Tester: Teja Vardhan Reddy

Editorialist: Teja Vardhan Reddy

DIFFICULTY:

Medium Hard

PREREQUISITES:

Square root decomposition, bfs, fast lca queries

PROBLEM:

Given a colored and labelled tree.Initially a single node.Process the following queries

  • Add a vertex with color c to vertex u which is already existing in tree

  • Find the smallest distance between vertex u and a vertex colored c.

EXPLANATION

Let us name vertices as processed and unprocessed. We will also maintain all the powers of 2 parents of the vertices which will help us in lca queries to find the distance between two vertices. Let us say we have a parameter B (we will see later how to decide the value of B). For each vertex, we maintain a vector of pairs (color,distance) to store minimum distance from processed vertices (lets call this memory of that vertex).

Add query

  • let the color of new vertex be c.
  • We name the new vertex as unprocessed.
  • Build the powers of 2 parents of the new vertex.
  • we propagate the distances of processed vertices from parent to the new vertex by increasing all the distances by 1. This is correct because all the paths from processed vertices to new vertex must pass through parent (since new vertex is unprocessed).
  • If there are B unprocessed vertices of color c, then do bfs with all these vertices as sources (or we can also do bfs with all the vertices colored c as sources irrespective of whether they are processed or unprocessed) and find distances to all the vertices. For all the vertices , add the pair (c,distance obatained) to their respective memory. mark all the B unprocessed vertices of color c as processsed.

Answer query:
We need to find the distance from all the vertices colored c to vertex u. We will divide the solution into 2 cases

Case 1: All the processed vertices which are colored c.

Shortest distances from all these vertices is present in the memory, iterate through memory of u and take minimum of all the distances which are paired with color c.

Case 2: All the unprocessed vertices which are colored c.

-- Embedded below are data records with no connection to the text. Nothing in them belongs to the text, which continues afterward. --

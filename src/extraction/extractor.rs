//! Record extraction from classified payloads.

use super::classifier::{classify, unwrap_raw_content, ShapeKind};
use super::fields::{self, JsonObject};
use crate::envelope::RawEnvelope;
use crate::history::{ExtractedRecord, TrackSighting};
use chrono::{DateTime, Utc};
use clap::ValueEnum;
use tracing::debug;

/// What to do with an item that carries no play time of its own.
#[derive(Debug, Clone, Copy, Default, PartialEq, Eq, ValueEnum)]
pub enum UndatedPolicy {
    /// Date the play by the capture time of the envelope it was seen in
    #[default]
    CaptureTime,
    /// Keep the track, but record no play
    Skip,
}

/// Everything one envelope yielded.
#[derive(Debug, Clone, Default, PartialEq)]
pub struct EnvelopeExtraction {
    pub shape: ShapeKind,
    pub records: Vec<ExtractedRecord>,
    /// Candidate items dropped for lacking an identifier
    pub malformed: usize,
    /// Records whose item had no timestamp of its own
    pub undated: usize,
}

impl EnvelopeExtraction {
    pub fn is_empty(&self) -> bool {
        self.records.is_empty()
    }
}

/// Extracts every track/play record an envelope contains.
///
/// Never fails: unrecognized payloads and malformed items simply contribute
/// nothing. Pure, so envelopes may be extracted in parallel.
pub fn extract_envelope(envelope: &RawEnvelope, policy: UndatedPolicy) -> EnvelopeExtraction {
    let Some(data) = envelope.data.as_ref() else {
        return EnvelopeExtraction::default();
    };

    let payload = unwrap_raw_content(data);
    let shape = classify(&payload);
    let observed_at = envelope.captured_at();

    let mut extraction = EnvelopeExtraction {
        shape: shape.kind(),
        ..Default::default()
    };

    for item in shape.items() {
        let Some((sighting, item_played_at)) = extract_item(item, observed_at) else {
            debug!(
                "Skipping item without identifier in {}: {:?}",
                envelope.url,
                fields::title(item)
            );
            extraction.malformed += 1;
            continue;
        };

        let played_at = match item_played_at {
            Some(played_at) => Some(played_at),
            None => {
                extraction.undated += 1;
                match policy {
                    UndatedPolicy::CaptureTime => observed_at,
                    UndatedPolicy::Skip => None,
                }
            }
        };

        extraction.records.push(ExtractedRecord {
            sighting,
            played_at,
            source_url: envelope.url.clone(),
        });
    }

    extraction
}

/// Normalizes one item. Returns `None` when it has no usable identifier.
///
/// Display fields come from the wrapped `track` object when there is one,
/// falling back to the item itself; the play time always belongs to the item.
pub fn extract_item(
    item: &JsonObject,
    observed_at: Option<DateTime<Utc>>,
) -> Option<(TrackSighting, Option<DateTime<Utc>>)> {
    let id = fields::identifier(item)?;
    let details = fields::nested_track(item).unwrap_or(item);

    let sighting = TrackSighting {
        id,
        title: fields::title(details).or_else(|| fields::title(item)),
        artist: fields::artist(details).or_else(|| fields::artist(item)),
        url: fields::url(details).or_else(|| fields::url(item)),
        reported_play_count: fields::reported_count(item)
            .or_else(|| fields::reported_count(details)),
        observed_at,
    };

    Some((sighting, fields::played_at(item)))
}

#[cfg(test)]
mod tests {
    use super::*;
    use crate::history::TrackId;
    use chrono::TimeZone;
    use serde_json::{json, Value};

    fn envelope(data: Value) -> RawEnvelope {
        RawEnvelope {
            url: "https://api-v2.example.com/me/play-history/tracks".to_string(),
            method: Some("GET".to_string()),
            status: Some(200),
            timestamp: Some("2024-02-01T08:00:00".to_string()),
            data: Some(data),
            ..Default::default()
        }
    }

    fn capture_time() -> DateTime<Utc> {
        Utc.with_ymd_and_hms(2024, 2, 1, 8, 0, 0).unwrap()
    }

    #[test]
    fn test_absent_or_empty_payload_yields_nothing() {
        let no_data = RawEnvelope {
            data: None,
            ..envelope(json!(null))
        };
        assert!(extract_envelope(&no_data, UndatedPolicy::CaptureTime).is_empty());

        for data in [json!(null), json!({}), json!([]), json!({"collection": []})] {
            let extraction = extract_envelope(&envelope(data), UndatedPolicy::CaptureTime);
            assert!(extraction.is_empty());
            assert_eq!(extraction.malformed, 0);
        }
    }

    #[test]
    fn test_item_missing_identifier_is_skipped() {
        let data = json!({"collection": [
            {"id": 1, "title": "First", "played_at": "2024-01-01T10:00:00Z"},
            {"title": "Orphan", "played_at": "2024-01-01T11:00:00Z"},
            {"id": 3, "title": "Third", "played_at": "2024-01-01T12:00:00Z"}
        ]});
        let extraction = extract_envelope(&envelope(data), UndatedPolicy::CaptureTime);

        assert_eq!(extraction.shape, ShapeKind::Collection);
        assert_eq!(extraction.malformed, 1);
        let ids: Vec<_> = extraction
            .records
            .iter()
            .map(|r| r.sighting.id.clone())
            .collect();
        assert_eq!(ids, vec![TrackId::Numeric(1), TrackId::Numeric(3)]);
    }

    #[test]
    fn test_play_history_item() {
        let data = json!({"collection": [{
            "played_at": 1704103200000_i64,
            "track_id": 42,
            "track": {
                "id": 42,
                "title": "Wrapped Song",
                "permalink_url": "https://example.com/artist/wrapped-song",
                "playback_count": 1200,
                "user": {"username": "the-artist", "full_name": "The Artist"}
            }
        }]});
        let extraction = extract_envelope(&envelope(data), UndatedPolicy::CaptureTime);
        assert_eq!(extraction.records.len(), 1);

        let record = &extraction.records[0];
        assert_eq!(record.sighting.id, TrackId::Numeric(42));
        assert_eq!(record.sighting.title.as_deref(), Some("Wrapped Song"));
        assert_eq!(record.sighting.artist.as_deref(), Some("the-artist"));
        assert_eq!(
            record.sighting.url.as_deref(),
            Some("https://example.com/artist/wrapped-song")
        );
        assert_eq!(record.sighting.reported_play_count, Some(1200));
        assert_eq!(record.sighting.observed_at, Some(capture_time()));
        assert_eq!(
            record.played_at,
            Some(Utc.with_ymd_and_hms(2024, 1, 1, 10, 0, 0).unwrap())
        );
        assert_eq!(
            record.source_url,
            "https://api-v2.example.com/me/play-history/tracks"
        );
        assert_eq!(extraction.undated, 0);
    }

    #[test]
    fn test_undated_item_falls_back_to_capture_time() {
        let data = json!({"id": 9, "title": "Seen Once"});
        let extraction = extract_envelope(&envelope(data), UndatedPolicy::CaptureTime);
        assert_eq!(extraction.shape, ShapeKind::SingleItem);
        assert_eq!(extraction.undated, 1);
        assert_eq!(extraction.records[0].played_at, Some(capture_time()));
    }

    #[test]
    fn test_undated_item_skip_policy() {
        let data = json!({"id": 9, "title": "Seen Once"});
        let extraction = extract_envelope(&envelope(data), UndatedPolicy::Skip);
        assert_eq!(extraction.records.len(), 1);
        assert_eq!(extraction.records[0].played_at, None);
        assert_eq!(extraction.undated, 1);
    }

    #[test]
    fn test_undated_item_without_capture_time() {
        let mut env = envelope(json!({"id": 9, "title": "Seen Once"}));
        env.timestamp = None;
        let extraction = extract_envelope(&env, UndatedPolicy::CaptureTime);
        assert_eq!(extraction.records[0].played_at, None);
        assert_eq!(extraction.records[0].sighting.observed_at, None);
    }

    #[test]
    fn test_timestamp_field_fallback() {
        let data = json!([{"id": "abc", "title": "T", "timestamp": "2024-01-05T00:00:00Z"}]);
        let extraction = extract_envelope(&envelope(data), UndatedPolicy::CaptureTime);
        assert_eq!(
            extraction.records[0].played_at,
            Some(Utc.with_ymd_and_hms(2024, 1, 5, 0, 0, 0).unwrap())
        );
        assert_eq!(
            extraction.records[0].sighting.id,
            TrackId::Text("abc".to_string())
        );
    }

    #[test]
    fn test_offsets_without_colon_are_play_times() {
        let data = json!({"collection": [
            {"id": 3, "title": "T", "played_at": "2013/03/12 18:33:55 +0000"},
            {"id": 3, "title": "T", "played_at": "2024-01-01T10:00:00+0000"}
        ]});
        let extraction = extract_envelope(&envelope(data), UndatedPolicy::CaptureTime);
        assert_eq!(extraction.undated, 0);
        let played: Vec<_> = extraction.records.iter().map(|r| r.played_at).collect();
        assert_eq!(
            played,
            vec![
                Some(Utc.with_ymd_and_hms(2013, 3, 12, 18, 33, 55).unwrap()),
                Some(Utc.with_ymd_and_hms(2024, 1, 1, 10, 0, 0).unwrap()),
            ]
        );
    }

    #[test]
    fn test_single_item_with_unrelated_nested_list() {
        let data = json!({
            "id": 42,
            "title": "Single",
            "user": {"username": "a"},
            "publisher_metadata": {"items": []}
        });
        let extraction = extract_envelope(&envelope(data), UndatedPolicy::CaptureTime);
        assert_eq!(extraction.shape, ShapeKind::SingleItem);
        assert_eq!(extraction.records.len(), 1);
        assert_eq!(extraction.records[0].sighting.id, TrackId::Numeric(42));
    }

    #[test]
    fn test_raw_content_payload() {
        let data = json!({"raw_content": "[{\"id\": 5, \"title\": \"From text\"}]"});
        let extraction = extract_envelope(&envelope(data), UndatedPolicy::CaptureTime);
        assert_eq!(extraction.records.len(), 1);
        assert_eq!(
            extraction.records[0].sighting.title.as_deref(),
            Some("From text")
        );
    }

    #[test]
    fn test_artist_absent_without_user() {
        let (sighting, _) = extract_item(
            json!({"id": 1, "title": "T"}).as_object().unwrap(),
            None,
        )
        .unwrap();
        assert_eq!(sighting.artist, None);
        assert_eq!(sighting.url, None);
    }
}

Iterate through all the unprocessed vertices of color c and find minimum distance among all the vertices (for finding distance between two vertices u and v, we find lca of the vertices u and v. distance between u and v = depth[u] + depth[v] - 2* depth[lca(u,v)]).

We take the minimum of both cases as the answer. And for the -1 case, we can maintain an array which has true for all the colors present in the tree and false for rest. So, we can use that array to check if there is a vertex with color c in the tree or not.

TIME COMPLEXITY:

Add query

  • Building powers of 2 parents of the new vertex takes O(log(n)) time.This takes place for all the vertices once. Hence total contribution of this step to time complexity is O(nlog(n))
  • propagating memory from parent to child take O( size(memory of a vertex) ) time. Total contribution of this step to time complexity is O(n * size(memory of a vertex) ).
  • If there are B unprocessed vertices of color c, then this step takes O(n) complexity. Since each vertex is initially unprocessed, and as we do this step exactly B unprocessed vertices change their state to processed. Total number of times this step can take place is O(n/B). Hence, its contribution to total time complexity is O(n^2/B). We can also see size(memory of a vertex) increases by 1 each time this step takes place. Hence O(size(memory of a vertex)) = O(n/B).

Answer query:
Case 1: this step takes O( size(memory of a vertex) ) = O(n/B). Across all the queries this step takes O(q*n/B).

Case 2: The number of vertices of color c which are unprocessed are atmost B (because we process immediately when B vertices are reached). Hence complexity of this step is O(B* log(n)). Across all the queries this contributes O(q*B*log(n)).

Now, maximum value of n is q. So lets assume n=q so as to estimate worst case complexity.

Total time complexity: O(nlog(n)) + O(n^2/B) + O(n^2/B) + O(q*n/B) + O(q*B*log(n)).

= O(nlog(n) + n^2/B + n*B*log(n)) (Assuming q=n).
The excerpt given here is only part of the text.